- **Records to use**:
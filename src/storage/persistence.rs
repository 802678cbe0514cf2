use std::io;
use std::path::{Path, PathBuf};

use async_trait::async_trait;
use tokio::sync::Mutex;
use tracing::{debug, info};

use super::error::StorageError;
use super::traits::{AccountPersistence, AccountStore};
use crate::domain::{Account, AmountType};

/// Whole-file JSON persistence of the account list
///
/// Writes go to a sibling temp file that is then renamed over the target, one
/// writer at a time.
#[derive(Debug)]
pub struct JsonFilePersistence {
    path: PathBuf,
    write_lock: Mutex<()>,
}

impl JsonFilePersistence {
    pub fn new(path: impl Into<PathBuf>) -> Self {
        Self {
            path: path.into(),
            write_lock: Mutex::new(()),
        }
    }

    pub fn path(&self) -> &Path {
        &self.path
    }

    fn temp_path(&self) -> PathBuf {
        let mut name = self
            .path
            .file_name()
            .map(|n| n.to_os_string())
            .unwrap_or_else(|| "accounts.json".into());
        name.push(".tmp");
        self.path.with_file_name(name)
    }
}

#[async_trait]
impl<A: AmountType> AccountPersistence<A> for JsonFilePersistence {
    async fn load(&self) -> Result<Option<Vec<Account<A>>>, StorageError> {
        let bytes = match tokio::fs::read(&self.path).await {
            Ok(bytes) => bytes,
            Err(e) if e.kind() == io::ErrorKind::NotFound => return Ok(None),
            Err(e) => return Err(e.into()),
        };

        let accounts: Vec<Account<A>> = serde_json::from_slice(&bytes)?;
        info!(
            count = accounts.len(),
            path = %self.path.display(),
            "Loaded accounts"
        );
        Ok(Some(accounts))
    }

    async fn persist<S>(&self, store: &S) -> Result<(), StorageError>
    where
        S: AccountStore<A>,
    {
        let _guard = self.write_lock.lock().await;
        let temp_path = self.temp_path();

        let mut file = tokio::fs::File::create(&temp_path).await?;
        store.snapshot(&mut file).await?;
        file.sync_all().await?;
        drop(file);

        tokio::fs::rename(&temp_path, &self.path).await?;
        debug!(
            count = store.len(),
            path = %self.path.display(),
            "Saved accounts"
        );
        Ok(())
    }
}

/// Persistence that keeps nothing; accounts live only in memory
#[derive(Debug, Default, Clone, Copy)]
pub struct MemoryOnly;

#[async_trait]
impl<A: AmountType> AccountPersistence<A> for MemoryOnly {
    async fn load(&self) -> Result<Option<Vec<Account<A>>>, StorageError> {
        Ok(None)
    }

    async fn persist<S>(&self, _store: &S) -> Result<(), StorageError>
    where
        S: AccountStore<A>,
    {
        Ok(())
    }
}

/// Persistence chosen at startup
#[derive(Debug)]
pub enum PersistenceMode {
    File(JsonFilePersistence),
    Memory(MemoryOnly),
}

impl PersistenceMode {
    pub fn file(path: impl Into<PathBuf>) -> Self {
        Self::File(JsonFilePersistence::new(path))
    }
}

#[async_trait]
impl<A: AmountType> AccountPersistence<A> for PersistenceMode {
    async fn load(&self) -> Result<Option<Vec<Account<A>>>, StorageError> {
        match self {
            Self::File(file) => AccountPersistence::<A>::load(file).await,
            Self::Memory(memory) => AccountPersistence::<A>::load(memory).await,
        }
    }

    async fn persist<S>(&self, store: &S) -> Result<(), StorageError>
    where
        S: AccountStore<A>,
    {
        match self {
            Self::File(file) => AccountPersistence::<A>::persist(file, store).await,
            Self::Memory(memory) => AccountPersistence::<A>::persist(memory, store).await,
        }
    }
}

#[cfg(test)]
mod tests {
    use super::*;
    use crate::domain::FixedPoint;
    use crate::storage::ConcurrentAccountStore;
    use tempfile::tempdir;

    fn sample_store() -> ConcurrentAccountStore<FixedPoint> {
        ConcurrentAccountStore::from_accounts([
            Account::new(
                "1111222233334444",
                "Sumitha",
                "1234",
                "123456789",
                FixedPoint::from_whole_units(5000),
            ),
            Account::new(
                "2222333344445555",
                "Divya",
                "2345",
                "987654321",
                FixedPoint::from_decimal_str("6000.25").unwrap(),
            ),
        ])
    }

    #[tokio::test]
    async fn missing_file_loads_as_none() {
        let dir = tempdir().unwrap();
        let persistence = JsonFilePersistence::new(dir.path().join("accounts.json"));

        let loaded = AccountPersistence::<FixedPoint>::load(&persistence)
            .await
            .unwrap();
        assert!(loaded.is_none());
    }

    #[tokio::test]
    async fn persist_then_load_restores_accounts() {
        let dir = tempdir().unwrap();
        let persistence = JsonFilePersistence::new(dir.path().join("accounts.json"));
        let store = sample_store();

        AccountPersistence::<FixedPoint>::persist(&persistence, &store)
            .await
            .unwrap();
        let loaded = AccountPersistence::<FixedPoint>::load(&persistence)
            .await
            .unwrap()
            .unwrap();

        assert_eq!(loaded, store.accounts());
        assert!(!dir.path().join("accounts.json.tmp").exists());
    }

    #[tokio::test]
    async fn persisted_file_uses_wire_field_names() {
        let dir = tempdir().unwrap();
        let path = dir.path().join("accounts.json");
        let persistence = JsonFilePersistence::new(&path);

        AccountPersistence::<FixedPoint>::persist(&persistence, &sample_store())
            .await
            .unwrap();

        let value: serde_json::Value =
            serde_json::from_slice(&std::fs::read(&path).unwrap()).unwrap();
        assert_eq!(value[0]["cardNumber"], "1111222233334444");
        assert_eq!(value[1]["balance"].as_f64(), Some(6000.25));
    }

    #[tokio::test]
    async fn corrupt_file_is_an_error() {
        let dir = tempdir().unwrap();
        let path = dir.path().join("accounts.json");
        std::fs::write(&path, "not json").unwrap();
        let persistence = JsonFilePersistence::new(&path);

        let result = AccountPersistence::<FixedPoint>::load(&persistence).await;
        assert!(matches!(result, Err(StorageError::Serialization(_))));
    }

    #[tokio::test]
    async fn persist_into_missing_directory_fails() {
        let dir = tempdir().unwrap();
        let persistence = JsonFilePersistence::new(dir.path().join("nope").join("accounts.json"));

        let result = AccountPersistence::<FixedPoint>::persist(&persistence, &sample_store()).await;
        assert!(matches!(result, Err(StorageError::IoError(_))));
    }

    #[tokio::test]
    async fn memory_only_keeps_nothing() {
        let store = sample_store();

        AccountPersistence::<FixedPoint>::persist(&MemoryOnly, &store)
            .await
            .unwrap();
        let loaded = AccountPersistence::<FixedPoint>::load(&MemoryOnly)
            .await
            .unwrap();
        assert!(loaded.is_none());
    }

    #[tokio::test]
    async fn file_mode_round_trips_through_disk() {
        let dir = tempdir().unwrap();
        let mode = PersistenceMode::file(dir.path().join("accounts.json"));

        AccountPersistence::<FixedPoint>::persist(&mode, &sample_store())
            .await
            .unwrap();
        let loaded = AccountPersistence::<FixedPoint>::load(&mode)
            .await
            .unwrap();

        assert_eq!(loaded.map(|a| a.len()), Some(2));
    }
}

* * *

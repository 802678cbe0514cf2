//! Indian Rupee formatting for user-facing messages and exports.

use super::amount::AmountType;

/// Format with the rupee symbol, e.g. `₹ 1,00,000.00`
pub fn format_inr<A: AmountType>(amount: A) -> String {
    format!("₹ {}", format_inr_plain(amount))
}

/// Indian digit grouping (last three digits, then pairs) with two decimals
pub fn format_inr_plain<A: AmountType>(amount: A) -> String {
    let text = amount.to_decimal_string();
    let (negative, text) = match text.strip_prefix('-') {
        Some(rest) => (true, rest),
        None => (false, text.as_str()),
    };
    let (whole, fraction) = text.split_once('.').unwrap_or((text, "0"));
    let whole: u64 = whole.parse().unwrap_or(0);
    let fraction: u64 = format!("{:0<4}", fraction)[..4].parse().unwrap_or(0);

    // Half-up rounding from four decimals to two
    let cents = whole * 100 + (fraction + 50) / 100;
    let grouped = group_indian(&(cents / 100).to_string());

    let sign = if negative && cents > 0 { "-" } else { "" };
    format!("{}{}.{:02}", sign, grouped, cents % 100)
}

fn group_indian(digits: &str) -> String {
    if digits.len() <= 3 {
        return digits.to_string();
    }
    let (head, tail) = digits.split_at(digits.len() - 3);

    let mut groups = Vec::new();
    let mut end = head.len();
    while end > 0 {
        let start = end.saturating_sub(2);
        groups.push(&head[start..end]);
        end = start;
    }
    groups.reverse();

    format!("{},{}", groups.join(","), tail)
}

- **The task**: Whenever a line above includes "decimals", copy it in full.

- **Expected answer**:
/// Indian digit grouping (last three digits, then pairs) with two decimals
    // Half-up rounding from four decimals to two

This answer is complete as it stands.